Midtown Square Mall
- Location: St. Cloud, Minnesota, United States
- Coordinates: 45°33′15″N 94°12′1″W﻿ / ﻿45.55417°N 94.20028°W
- Address: 3333 West Division Street
- Opening date: 1982
- Management: Caspian Management
- Owner: Midtown Square Mall^{[citation needed]}
- Stores and services: 58
- Anchor tenants: 2
- Floor area: 181,500 square feet (17,000 m^{2})
- Floors: 4
- Public transit: Metro Bus
- Website: midtownsquaremall.com

= Midtown Square Mall (Minnesota) =

Midtown Square Mall, also known as Midtown Square, is a shopping mall located in St. Cloud, Minnesota, United States. Built and opened in 1982, it is an enclosed building that includes both retail and office space. The mall consists of over 50 retail and business spaces, located within two buildings: a two-story shopping center and a four-story office building.
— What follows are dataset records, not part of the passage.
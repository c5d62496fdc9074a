//! Placeholder substitution in asset and exclude paths.
//!
//! Backends expose tokens such as `<GOPATH>` or `<INSTALLPATH>` that users can
//! put in `--asset` and `--exclude` arguments before the real paths (usually
//! somewhere inside the scratch directory) are known.

use std::collections::BTreeMap;
use std::path::Path;

/// Maps placeholder tokens to the paths they stand for.
///
/// Substitution replaces every occurrence of every token. Tokens are applied
/// one after another, so the result only stays independent of the order (and
/// `substitute` only stays idempotent) as long as no replacement value itself
/// contains a token. Backends are expected to uphold that; it is not checked.
#[derive(Debug, Clone, Default, PartialEq, Eq)]
pub struct PlaceholderMapping {
    tokens: BTreeMap<String, String>,
}

impl PlaceholderMapping {
    pub fn new() -> Self {
        Self::default()
    }

    pub fn with(mut self, token: impl Into<String>, path: impl AsRef<Path>) -> Self {
        self.insert(token, path);
        self
    }

    pub fn insert(&mut self, token: impl Into<String>, path: impl AsRef<Path>) {
        self.tokens
            .insert(token.into(), path.as_ref().to_string_lossy().into_owned());
    }

    /// Replace every placeholder occurring in `path`.
    pub fn substitute(&self, path: &str) -> String {
        let substituted = self
            .tokens
            .iter()
            .fold(path.to_string(), |acc, (token, value)| {
                acc.replace(token.as_str(), value)
            });
        if substituted != path {
            tracing::trace!(from = path, to = %substituted, "substituted placeholders");
        }
        substituted
    }
}
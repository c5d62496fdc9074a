use thiserror::Error;

#[derive(Debug, Error)]
pub enum CommonError {
    #[error("io error: {0}")]
    Io(#[from] std::io::Error),
    #[error("archive error: {0}")]
    Archive(String),
    #[error("invalid name '{name}': {reason}")]
    InvalidName { name: String, reason: String },
    #[error("json error: {0}")]
    Json(#[from] serde_json::Error),
}
pub mod archive;
pub mod checksum;
pub mod error;
pub mod manifest;

pub use archive::{AciWriter, ImageWriter, WrittenImage};
pub use error::CommonError;
pub use manifest::{AcName, App, ImageManifest, Label};
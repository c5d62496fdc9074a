//! Abstraction over external command execution.
//!
//! Every external program this crate runs (the dependency lister, version
//! control tools, build toolchains) goes through [`CommandRunner`], so tests
//! can substitute canned responses for real subprocesses.
//!
//! Callers have to tell two failure modes apart: a program that could not be
//! found at all is reported as [`CommandError::NotFound`], while a program that
//! ran and exited non-zero is returned as an ordinary exit status. What a
//! non-zero exit means is up to the caller; [`run_checked`] is the shorthand
//! for callers that treat it as fatal.

use crate::error::CommandError;
use std::io;
use std::path::PathBuf;
use std::process::{Command, ExitStatus, Output};

pub trait CommandRunner: Send + Sync {
    /// Run a command and capture its full output (stdout + stderr + exit status).
    fn run_output(
        &self,
        program: &str,
        args: &[&str],
        options: &CommandOptions,
    ) -> Result<Output, CommandError>;

    /// Run a command with inherited stdio and return only its exit status.
    ///
    /// Used for build tools whose output the user wants to see.
    fn run_status(
        &self,
        program: &str,
        args: &[&str],
        options: &CommandOptions,
    ) -> Result<ExitStatus, CommandError>;
}

/// Options for command execution.
#[derive(Debug, Default, Clone)]
pub struct CommandOptions {
    /// Working directory for the command.
    pub cwd: Option<PathBuf>,
    /// Additional environment variables.
    pub env: Vec<(String, String)>,
    /// Start from an empty environment instead of inheriting ours.
    pub clear_env: bool,
}

impl CommandOptions {
    /// Create options with a working directory.
    pub fn with_cwd(cwd: impl Into<PathBuf>) -> Self {
        Self {
            cwd: Some(cwd.into()),
            ..Default::default()
        }
    }

    pub fn env(mut self, key: impl Into<String>, value: impl Into<String>) -> Self {
        self.env.push((key.into(), value.into()));
        self
    }

    pub fn clear_env(mut self) -> Self {
        self.clear_env = true;
        self
    }
}

/// Production implementation that delegates to [`std::process::Command`].
pub struct RealCommandRunner;

impl RealCommandRunner {
    fn command(program: &str, args: &[&str], options: &CommandOptions) -> Command {
        let mut cmd = Command::new(program);
        cmd.args(args);
        if let Some(cwd) = &options.cwd {
            cmd.current_dir(cwd);
        }
        if options.clear_env {
            cmd.env_clear();
        }
        for (k, v) in &options.env {
            cmd.env(k, v);
        }
        tracing::debug!(program, ?args, cwd = ?options.cwd, "running command");
        cmd
    }
}

fn spawn_error(program: &str, err: io::Error) -> CommandError {
    if err.kind() == io::ErrorKind::NotFound {
        CommandError::NotFound {
            program: program.to_string(),
        }
    } else {
        CommandError::Spawn {
            program: program.to_string(),
            source: err,
        }
    }
}

impl CommandRunner for RealCommandRunner {
    fn run_output(
        &self,
        program: &str,
        args: &[&str],
        options: &CommandOptions,
    ) -> Result<Output, CommandError> {
        Self::command(program, args, options)
            .output()
            .map_err(|err| spawn_error(program, err))
    }

    fn run_status(
        &self,
        program: &str,
        args: &[&str],
        options: &CommandOptions,
    ) -> Result<ExitStatus, CommandError> {
        Self::command(program, args, options)
            .status()
            .map_err(|err| spawn_error(program, err))
    }
}

/// Run a command with inherited stdio and fail on a non-zero exit.
pub fn run_checked(
    runner: &dyn CommandRunner,
    program: &str,
    args: &[&str],
    options: &CommandOptions,
) -> Result<(), CommandError> {
    let status = runner.run_status(program, args, options)?;
    if status.success() {
        Ok(())
    } else {
        Err(CommandError::Failed {
            program: program.to_string(),
            status: status.to_string(),
        })
    }
}
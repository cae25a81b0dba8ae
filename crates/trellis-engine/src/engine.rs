use crate::graph::{NodeConfig, WorkflowGraph, WorkflowNode};
use crate::handlers::agent::AgentHandler;
use crate::handlers::approval::ApprovalHandler;
use crate::handlers::conditional::ConditionalHandler;
use crate::handlers::end::EndHandler;
use crate::handlers::start::StartHandler;
use crate::handlers::{SharedNodeHandler, StepOutcome};
use crate::log::{ExecutionLog, LogEntry, LogKind, SYSTEM_NODE_ID, SharedLogObserver, TimestampSource};
use crate::resume::ApprovalInput;
use crate::state::{LAST_OUTPUT, PRE_APPROVAL_OUTPUT, RunState};
use serde::{Deserialize, Serialize};
use serde_json::{Value, json};
use std::sync::Arc;
use std::time::{SystemTime, UNIX_EPOCH};
use trellis_llm::{LlmAdapter, MockLlm};

/// Run lifecycle. Strictly forward except `Paused -> Running` via resume;
/// only `Running` branches into `Paused`/`Completed`/`Failed`.
#[derive(Clone, Copy, Debug, PartialEq, Eq, Serialize, Deserialize)]
#[serde(rename_all = "snake_case")]
pub enum RunStatus {
    Pending,
    Running,
    Paused,
    Completed,
    Failed,
}

impl RunStatus {
    pub fn as_str(self) -> &'static str {
        match self {
            Self::Pending => "pending",
            Self::Running => "running",
            Self::Paused => "paused",
            Self::Completed => "completed",
            Self::Failed => "failed",
        }
    }
}

/// The only externally observable shape of a run. Callers read snapshots;
/// they never reach into the engine.
#[derive(Clone, Debug, PartialEq, Serialize)]
pub struct RunResult {
    #[serde(rename = "runId")]
    pub run_id: String,
    pub status: RunStatus,
    pub logs: Vec<LogEntry>,
    pub state: RunState,
    #[serde(rename = "waitingForInput")]
    pub waiting_for_input: bool,
    #[serde(rename = "currentNodeId")]
    pub current_node_id: Option<String>,
}

#[derive(Default)]
pub struct EngineOptions {
    pub run_id: Option<String>,
    pub llm: Option<Arc<dyn LlmAdapter>>,
    pub timestamps: Option<TimestampSource>,
    pub log_observer: Option<SharedLogObserver>,
}

struct Executors {
    start: SharedNodeHandler,
    agent: SharedNodeHandler,
    conditional: SharedNodeHandler,
    approval: SharedNodeHandler,
    end: SharedNodeHandler,
}

/// Executes one run of one workflow graph.
///
/// The walk is an explicit loop over a current-node variable: strictly
/// sequential, one node at a time, with pause/completion/failure as the
/// named exits. The only await with external latency is the model call
/// inside the agent executor.
pub struct WorkflowEngine {
    run_id: String,
    graph: WorkflowGraph,
    state: RunState,
    log: ExecutionLog,
    status: RunStatus,
    current_node_id: Option<String>,
    waiting_for_input: bool,
    executors: Executors,
}

impl WorkflowEngine {
    pub fn new(graph: WorkflowGraph, options: EngineOptions) -> Self {
        let llm = options.llm.unwrap_or_else(|| Arc::new(MockLlm));
        Self {
            run_id: options.run_id.unwrap_or_else(default_run_id),
            graph,
            state: RunState::new(),
            log: ExecutionLog::new(options.timestamps, options.log_observer),
            status: RunStatus::Pending,
            current_node_id: None,
            waiting_for_input: false,
            executors: Executors {
                start: Arc::new(StartHandler),
                agent: Arc::new(AgentHandler::new(llm)),
                conditional: Arc::new(ConditionalHandler),
                approval: Arc::new(ApprovalHandler),
                end: Arc::new(EndHandler),
            },
        }
    }

    pub fn run_id(&self) -> &str {
        &self.run_id
    }

    pub fn status(&self) -> RunStatus {
        self.status
    }

    pub fn graph(&self) -> &WorkflowGraph {
        &self.graph
    }

    /// Pure snapshot of the run; the log doubles as the error channel.
    pub fn result(&self) -> RunResult {
        RunResult {
            run_id: self.run_id.clone(),
            status: self.status,
            logs: self.log.entries().to_vec(),
            state: self.state.clone(),
            waiting_for_input: self.waiting_for_input,
            current_node_id: self.current_node_id.clone(),
        }
    }

    /// Starts a fresh run. A graph without a start node fails immediately
    /// with a system-scoped error entry; no node is visited.
    pub async fn run(&mut self) -> RunResult {
        self.status = RunStatus::Running;
        let Some(start_id) = self.graph.start_node().map(|node| node.id.clone()) else {
            self.log.append(
                SYSTEM_NODE_ID,
                LogKind::Error,
                "No start node found in workflow graph",
            );
            self.status = RunStatus::Failed;
            return self.result();
        };
        self.walk(start_id).await;
        self.result()
    }

    /// Continues a paused run. Resuming a run in any other state is a
    /// silent no-op returning the current snapshot, so duplicate resume
    /// calls are harmless.
    pub async fn resume(&mut self, input: Value) -> RunResult {
        if self.status != RunStatus::Paused {
            return self.result();
        }
        let Some(current_id) = self.current_node_id.clone() else {
            return self.result();
        };
        let Some(node) = self.graph.node(&current_id).cloned() else {
            self.status = RunStatus::Failed;
            self.log
                .append(&current_id, LogKind::Error, "Unable to resume, current node missing");
            return self.result();
        };

        self.waiting_for_input = false;
        self.status = RunStatus::Running;

        let connection = if matches!(node.config, NodeConfig::Approval { .. }) {
            let decision = ApprovalInput::parse(&input);
            self.log
                .append(&node.id, LogKind::InputReceived, decision.describe());
            self.state.set(
                format!("{}_approval", node.id),
                json!({ "decision": decision.decision.as_str(), "note": decision.note }),
            );

            // Hand the pre-approval value to the next node; the decision
            // object must never flow through last_output.
            if let Some(snapshot) = self.state.remove(PRE_APPROVAL_OUTPUT) {
                let restored = match snapshot {
                    Value::String(text) => Value::String(text),
                    other => Value::String(other.to_string()),
                };
                self.state.set(LAST_OUTPUT, restored);
            }

            self.graph
                .outgoing_with_handle(&node.id, decision.decision.as_str())
                .cloned()
        } else {
            // Non-approval pauses take the raw input as the next output.
            self.log
                .append(&node.id, LogKind::InputReceived, input.to_string());
            let output = if input.is_null() {
                Value::String(String::new())
            } else {
                input
            };
            self.state.set(LAST_OUTPUT, output);
            self.graph.first_outgoing(&node.id).cloned()
        };

        match connection {
            Some(connection) => self.walk(connection.target).await,
            None => self.status = RunStatus::Completed,
        }
        self.result()
    }

    async fn walk(&mut self, entry_node_id: String) {
        let mut current_id = entry_node_id;
        loop {
            let Some(node) = self.graph.node(&current_id).cloned() else {
                // Connection pointed at a node that is not in the graph.
                self.status = RunStatus::Completed;
                return;
            };
            self.current_node_id = Some(node.id.clone());
            self.log
                .append(&node.id, LogKind::StepStart, describe_node(&node));

            let outcome = match self.execute_node(&node).await {
                Ok(outcome) => outcome,
                Err(error) => {
                    self.log.append(&node.id, LogKind::Error, error.to_string());
                    self.status = RunStatus::Failed;
                    return;
                }
            };

            let next = match outcome {
                StepOutcome::Advance(output) => {
                    self.state.set(LAST_OUTPUT, output.clone());
                    self.state.set(node.id.clone(), output);
                    self.graph
                        .first_outgoing(&node.id)
                        .map(|connection| connection.target.clone())
                }
                StepOutcome::Branch { handle } => self
                    .graph
                    .outgoing_with_handle(&node.id, handle)
                    .map(|connection| connection.target.clone()),
                StepOutcome::Pause => {
                    self.status = RunStatus::Paused;
                    self.waiting_for_input = true;
                    return;
                }
                StepOutcome::Complete => {
                    self.status = RunStatus::Completed;
                    return;
                }
            };

            match next {
                Some(target) => current_id = target,
                None => {
                    self.status = RunStatus::Completed;
                    return;
                }
            }
        }
    }

    async fn execute_node(
        &mut self,
        node: &WorkflowNode,
    ) -> Result<StepOutcome, crate::errors::EngineError> {
        match &node.config {
            NodeConfig::Start { .. } => {
                self.executors
                    .start
                    .execute(node, &mut self.state, &mut self.log)
                    .await
            }
            NodeConfig::Agent(_) => {
                self.executors
                    .agent
                    .execute(node, &mut self.state, &mut self.log)
                    .await
            }
            NodeConfig::If { .. } => {
                self.executors
                    .conditional
                    .execute(node, &mut self.state, &mut self.log)
                    .await
            }
            NodeConfig::Approval { .. } => {
                self.executors
                    .approval
                    .execute(node, &mut self.state, &mut self.log)
                    .await
            }
            NodeConfig::End => {
                self.executors
                    .end
                    .execute(node, &mut self.state, &mut self.log)
                    .await
            }
            NodeConfig::Other { kind } => {
                self.log.append(
                    &node.id,
                    LogKind::Warn,
                    format!("Unknown node type \"{kind}\" skipped"),
                );
                // Transparent passthrough: reuse whatever last_output holds.
                Ok(StepOutcome::Advance(
                    self.state.get(LAST_OUTPUT).cloned().unwrap_or(Value::Null),
                ))
            }
        }
    }
}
The mall is owned by Midtown Square Mall LLC and Brait Capital LLC and anchored by Midtown Fitness and a banquet/event center, Tuscan Center. Midtown Square has space leased by several national chains, including US Bank and Red Wing Shoes, and is also home to various small businesses, such as a local coffee shop and a hair salon. Other businesses that have leased space within Midtown include St. Cloud's Department of Motor Vehicles and University of Minnesota offices.

== History ==
Midtown Square was constructed and completed in 1982, comprising nearly 181500 sqft of retail and office space. In 1985, an outparcel was constructed in the parking lot, adding additional retail space to the mall; the outparcel was occupied by a US Bank location.

Over the years, Midtown Square Mall has been home to several local arts and crafts festivals, in addition to hosting various charitable events. Workforce Center, a business that dealt with unemployed residents of St. Cloud, Minnesota, was a tenant of Midtown Square Mall until the early 2010s when it closed.

An event center located within the mall, called Tuscan Center, opened in April 2013, filling a large vacancy within the mall. The event space expanded their location in late 2015 after receiving approval from the City of St. Cloud; the expansion included another 2900 sqft of space, plus the addition of a coffee shop and an outdoor patio. The expansion was accompanied by the opening of a restaurant that operates during conventions and business meetings held within the Center. In total, Tuscan Center contains three meeting and banquet rooms of different sizes that can accommodate a total of approximately 425 people.

In March 2016, the St. Cloud school district reached a decision with the City of St. Cloud to relocate their district offices to the mall after a fire destroyed the school's previous headquarters. The school district had already leased space in the mall for alternative learning programs, but leased additional space to accommodate their needs. Other tenants that have taken residence within the mall include Old Country Buffet and St. Cloud's Department of Motor Vehicles offices, although the former business was forced to shutter following its bankruptcy in early 2016. Since the property's opening, their management offices have been located directly inside the mall. As of August 2016, the center contains a total of nine vacancies of the available 58 tenants.